[Collected data entries]

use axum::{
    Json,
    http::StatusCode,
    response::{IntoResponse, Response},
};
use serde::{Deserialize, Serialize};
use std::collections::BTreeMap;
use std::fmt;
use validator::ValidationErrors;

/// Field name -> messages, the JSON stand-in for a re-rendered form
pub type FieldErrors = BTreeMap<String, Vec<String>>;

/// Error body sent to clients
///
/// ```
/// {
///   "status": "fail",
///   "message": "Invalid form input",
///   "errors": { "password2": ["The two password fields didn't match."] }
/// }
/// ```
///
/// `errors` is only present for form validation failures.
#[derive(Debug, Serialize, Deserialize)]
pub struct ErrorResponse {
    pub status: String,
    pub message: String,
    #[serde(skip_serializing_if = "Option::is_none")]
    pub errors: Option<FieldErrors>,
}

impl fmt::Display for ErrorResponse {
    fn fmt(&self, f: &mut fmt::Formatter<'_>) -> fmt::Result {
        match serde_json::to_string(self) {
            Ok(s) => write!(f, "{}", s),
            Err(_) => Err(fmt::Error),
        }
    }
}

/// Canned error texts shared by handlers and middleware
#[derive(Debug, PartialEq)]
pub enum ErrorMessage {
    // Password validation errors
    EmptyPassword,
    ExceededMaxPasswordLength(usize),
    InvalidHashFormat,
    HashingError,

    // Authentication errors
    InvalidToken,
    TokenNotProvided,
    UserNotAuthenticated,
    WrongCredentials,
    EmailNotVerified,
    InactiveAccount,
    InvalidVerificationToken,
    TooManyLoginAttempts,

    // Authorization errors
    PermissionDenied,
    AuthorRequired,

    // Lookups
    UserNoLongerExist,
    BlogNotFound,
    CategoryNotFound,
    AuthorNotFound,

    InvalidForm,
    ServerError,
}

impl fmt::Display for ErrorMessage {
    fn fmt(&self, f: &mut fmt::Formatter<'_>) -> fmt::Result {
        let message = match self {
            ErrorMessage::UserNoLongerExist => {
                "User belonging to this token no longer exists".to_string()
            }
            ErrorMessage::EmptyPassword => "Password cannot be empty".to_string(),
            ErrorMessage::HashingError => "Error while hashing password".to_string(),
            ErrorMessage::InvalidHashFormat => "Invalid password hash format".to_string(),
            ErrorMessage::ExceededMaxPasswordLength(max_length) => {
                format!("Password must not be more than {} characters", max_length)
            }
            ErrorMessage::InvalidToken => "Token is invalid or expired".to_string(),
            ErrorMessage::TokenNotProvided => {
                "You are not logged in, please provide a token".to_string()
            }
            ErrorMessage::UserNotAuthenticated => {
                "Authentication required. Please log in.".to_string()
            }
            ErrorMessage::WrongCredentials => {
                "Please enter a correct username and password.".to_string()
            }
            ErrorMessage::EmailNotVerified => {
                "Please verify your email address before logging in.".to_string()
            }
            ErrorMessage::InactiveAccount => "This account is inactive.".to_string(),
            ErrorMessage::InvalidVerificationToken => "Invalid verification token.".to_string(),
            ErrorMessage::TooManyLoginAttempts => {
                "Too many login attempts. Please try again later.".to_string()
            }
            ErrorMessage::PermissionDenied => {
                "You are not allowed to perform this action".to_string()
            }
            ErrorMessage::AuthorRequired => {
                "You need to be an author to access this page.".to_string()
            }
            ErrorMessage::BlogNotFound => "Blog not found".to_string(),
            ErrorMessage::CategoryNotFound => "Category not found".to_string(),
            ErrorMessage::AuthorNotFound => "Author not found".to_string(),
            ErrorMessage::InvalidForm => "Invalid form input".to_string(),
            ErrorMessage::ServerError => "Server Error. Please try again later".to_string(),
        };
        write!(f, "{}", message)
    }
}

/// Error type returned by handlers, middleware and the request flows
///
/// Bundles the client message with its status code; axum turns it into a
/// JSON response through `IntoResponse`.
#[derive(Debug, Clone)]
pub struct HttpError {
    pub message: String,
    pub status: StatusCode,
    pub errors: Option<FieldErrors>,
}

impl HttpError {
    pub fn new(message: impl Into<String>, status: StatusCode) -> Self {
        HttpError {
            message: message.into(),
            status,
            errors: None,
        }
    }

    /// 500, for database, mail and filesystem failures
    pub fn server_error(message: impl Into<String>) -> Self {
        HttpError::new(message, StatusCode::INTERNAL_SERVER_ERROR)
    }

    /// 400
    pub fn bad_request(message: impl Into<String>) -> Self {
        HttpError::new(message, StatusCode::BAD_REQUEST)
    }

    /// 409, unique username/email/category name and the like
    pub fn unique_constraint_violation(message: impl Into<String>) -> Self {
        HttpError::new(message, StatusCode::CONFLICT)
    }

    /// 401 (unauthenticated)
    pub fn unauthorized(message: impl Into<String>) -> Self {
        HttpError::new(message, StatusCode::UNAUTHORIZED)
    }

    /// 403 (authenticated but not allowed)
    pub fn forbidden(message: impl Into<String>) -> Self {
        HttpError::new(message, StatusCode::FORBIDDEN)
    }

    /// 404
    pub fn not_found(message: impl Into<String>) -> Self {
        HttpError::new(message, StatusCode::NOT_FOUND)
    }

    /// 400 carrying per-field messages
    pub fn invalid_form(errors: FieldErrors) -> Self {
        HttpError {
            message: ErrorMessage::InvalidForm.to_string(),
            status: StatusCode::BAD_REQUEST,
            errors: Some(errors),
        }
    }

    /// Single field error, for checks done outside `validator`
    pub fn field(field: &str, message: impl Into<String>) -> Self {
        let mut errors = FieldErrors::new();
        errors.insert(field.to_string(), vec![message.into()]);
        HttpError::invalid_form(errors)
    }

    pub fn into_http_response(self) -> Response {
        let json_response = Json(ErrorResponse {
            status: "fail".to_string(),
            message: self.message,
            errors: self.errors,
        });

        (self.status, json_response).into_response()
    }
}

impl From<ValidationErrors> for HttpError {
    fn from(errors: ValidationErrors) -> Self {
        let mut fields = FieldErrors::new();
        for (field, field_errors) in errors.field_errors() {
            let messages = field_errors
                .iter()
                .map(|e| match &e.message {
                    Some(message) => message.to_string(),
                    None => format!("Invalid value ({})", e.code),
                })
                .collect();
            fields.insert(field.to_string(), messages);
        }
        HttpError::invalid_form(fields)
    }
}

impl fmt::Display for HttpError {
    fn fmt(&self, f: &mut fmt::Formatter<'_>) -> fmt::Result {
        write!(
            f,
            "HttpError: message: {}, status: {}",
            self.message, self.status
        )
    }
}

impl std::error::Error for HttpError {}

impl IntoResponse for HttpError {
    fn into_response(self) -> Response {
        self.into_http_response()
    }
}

--

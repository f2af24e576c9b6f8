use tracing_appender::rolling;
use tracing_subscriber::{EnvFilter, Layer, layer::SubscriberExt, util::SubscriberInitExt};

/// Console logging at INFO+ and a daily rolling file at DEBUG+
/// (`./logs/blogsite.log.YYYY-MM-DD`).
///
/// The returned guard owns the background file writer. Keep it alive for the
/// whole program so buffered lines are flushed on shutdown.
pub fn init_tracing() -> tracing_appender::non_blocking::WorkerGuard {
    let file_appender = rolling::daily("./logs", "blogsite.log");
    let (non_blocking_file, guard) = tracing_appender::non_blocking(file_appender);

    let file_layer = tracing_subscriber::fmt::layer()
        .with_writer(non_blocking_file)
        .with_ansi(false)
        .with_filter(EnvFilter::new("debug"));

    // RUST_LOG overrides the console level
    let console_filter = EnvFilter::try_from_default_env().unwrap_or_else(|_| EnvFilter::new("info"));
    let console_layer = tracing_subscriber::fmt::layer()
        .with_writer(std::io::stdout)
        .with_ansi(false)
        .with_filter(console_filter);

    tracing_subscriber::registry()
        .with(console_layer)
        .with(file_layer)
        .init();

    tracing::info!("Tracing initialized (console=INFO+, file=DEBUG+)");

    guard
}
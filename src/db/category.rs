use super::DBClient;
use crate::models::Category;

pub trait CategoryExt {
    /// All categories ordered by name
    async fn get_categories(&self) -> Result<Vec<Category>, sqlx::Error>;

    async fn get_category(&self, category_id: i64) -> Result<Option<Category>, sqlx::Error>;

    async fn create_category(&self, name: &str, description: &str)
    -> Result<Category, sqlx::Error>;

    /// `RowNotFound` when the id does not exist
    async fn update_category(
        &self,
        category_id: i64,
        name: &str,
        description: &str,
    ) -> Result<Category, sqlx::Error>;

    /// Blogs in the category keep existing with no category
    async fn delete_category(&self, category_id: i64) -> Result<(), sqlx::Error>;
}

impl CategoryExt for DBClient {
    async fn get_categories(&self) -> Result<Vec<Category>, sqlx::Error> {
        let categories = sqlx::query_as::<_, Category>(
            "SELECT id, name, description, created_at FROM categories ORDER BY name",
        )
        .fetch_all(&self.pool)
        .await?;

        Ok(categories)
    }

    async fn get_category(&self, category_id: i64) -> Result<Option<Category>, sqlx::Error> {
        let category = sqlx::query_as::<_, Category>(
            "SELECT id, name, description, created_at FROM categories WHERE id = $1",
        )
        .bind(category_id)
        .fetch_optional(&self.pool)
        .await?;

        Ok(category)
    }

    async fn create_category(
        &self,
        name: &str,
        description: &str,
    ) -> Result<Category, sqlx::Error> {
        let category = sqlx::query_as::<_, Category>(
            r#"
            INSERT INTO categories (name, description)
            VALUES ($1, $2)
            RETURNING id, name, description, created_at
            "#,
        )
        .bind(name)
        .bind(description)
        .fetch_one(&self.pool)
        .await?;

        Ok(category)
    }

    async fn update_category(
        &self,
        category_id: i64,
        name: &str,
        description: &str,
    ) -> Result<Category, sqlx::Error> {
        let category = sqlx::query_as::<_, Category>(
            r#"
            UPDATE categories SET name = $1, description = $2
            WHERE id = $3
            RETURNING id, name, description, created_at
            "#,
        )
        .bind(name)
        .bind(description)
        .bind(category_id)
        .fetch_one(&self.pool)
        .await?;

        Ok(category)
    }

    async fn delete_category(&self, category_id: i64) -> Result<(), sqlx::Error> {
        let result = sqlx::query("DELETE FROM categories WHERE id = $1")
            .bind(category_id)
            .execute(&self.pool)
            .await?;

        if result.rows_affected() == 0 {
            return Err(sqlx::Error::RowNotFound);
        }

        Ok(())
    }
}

...

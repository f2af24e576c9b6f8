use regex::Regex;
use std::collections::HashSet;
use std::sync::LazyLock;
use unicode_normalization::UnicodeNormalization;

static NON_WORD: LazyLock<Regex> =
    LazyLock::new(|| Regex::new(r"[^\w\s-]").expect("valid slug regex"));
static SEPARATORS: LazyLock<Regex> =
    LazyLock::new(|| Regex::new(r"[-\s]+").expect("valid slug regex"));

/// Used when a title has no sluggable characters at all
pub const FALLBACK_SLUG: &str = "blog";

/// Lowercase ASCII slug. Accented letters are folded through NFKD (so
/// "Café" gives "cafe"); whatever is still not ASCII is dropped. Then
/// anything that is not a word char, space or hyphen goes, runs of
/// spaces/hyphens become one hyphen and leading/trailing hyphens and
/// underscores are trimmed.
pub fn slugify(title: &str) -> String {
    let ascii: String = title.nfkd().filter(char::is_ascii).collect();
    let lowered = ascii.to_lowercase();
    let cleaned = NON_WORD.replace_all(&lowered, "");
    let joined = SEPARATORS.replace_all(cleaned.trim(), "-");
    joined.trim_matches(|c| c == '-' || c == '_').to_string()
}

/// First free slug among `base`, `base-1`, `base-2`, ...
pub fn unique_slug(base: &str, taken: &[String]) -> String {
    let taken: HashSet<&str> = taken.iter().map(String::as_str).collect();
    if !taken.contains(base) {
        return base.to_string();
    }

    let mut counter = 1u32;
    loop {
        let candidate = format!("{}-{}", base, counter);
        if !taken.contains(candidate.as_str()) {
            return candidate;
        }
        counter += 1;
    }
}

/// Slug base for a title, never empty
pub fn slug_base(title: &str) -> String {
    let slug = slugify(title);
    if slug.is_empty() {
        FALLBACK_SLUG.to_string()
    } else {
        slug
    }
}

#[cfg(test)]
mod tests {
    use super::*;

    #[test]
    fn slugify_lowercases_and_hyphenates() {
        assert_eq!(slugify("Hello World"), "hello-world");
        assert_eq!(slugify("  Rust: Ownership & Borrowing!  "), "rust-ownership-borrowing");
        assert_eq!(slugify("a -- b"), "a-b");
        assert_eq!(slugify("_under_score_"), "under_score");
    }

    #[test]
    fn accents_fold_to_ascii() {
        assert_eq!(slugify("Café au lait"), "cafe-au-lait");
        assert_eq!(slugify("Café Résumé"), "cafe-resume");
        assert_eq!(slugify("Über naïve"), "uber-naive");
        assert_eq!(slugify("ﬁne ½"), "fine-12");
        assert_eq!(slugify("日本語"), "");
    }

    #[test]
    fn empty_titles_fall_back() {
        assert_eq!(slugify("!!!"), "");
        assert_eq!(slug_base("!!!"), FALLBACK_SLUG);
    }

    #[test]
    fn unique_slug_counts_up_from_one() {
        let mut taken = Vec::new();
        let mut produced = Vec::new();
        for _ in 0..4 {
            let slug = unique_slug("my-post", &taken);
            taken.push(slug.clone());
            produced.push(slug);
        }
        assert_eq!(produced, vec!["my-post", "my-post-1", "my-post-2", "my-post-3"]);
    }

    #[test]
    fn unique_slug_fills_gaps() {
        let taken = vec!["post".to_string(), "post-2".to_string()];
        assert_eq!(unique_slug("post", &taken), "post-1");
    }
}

_What is needed:_ Wherever the string "username" occurs in the records above, copy that line.

_Result for this exercise:_
                "Please enter a correct username and password.".to_string()
    /// 409, unique username/email/category name and the like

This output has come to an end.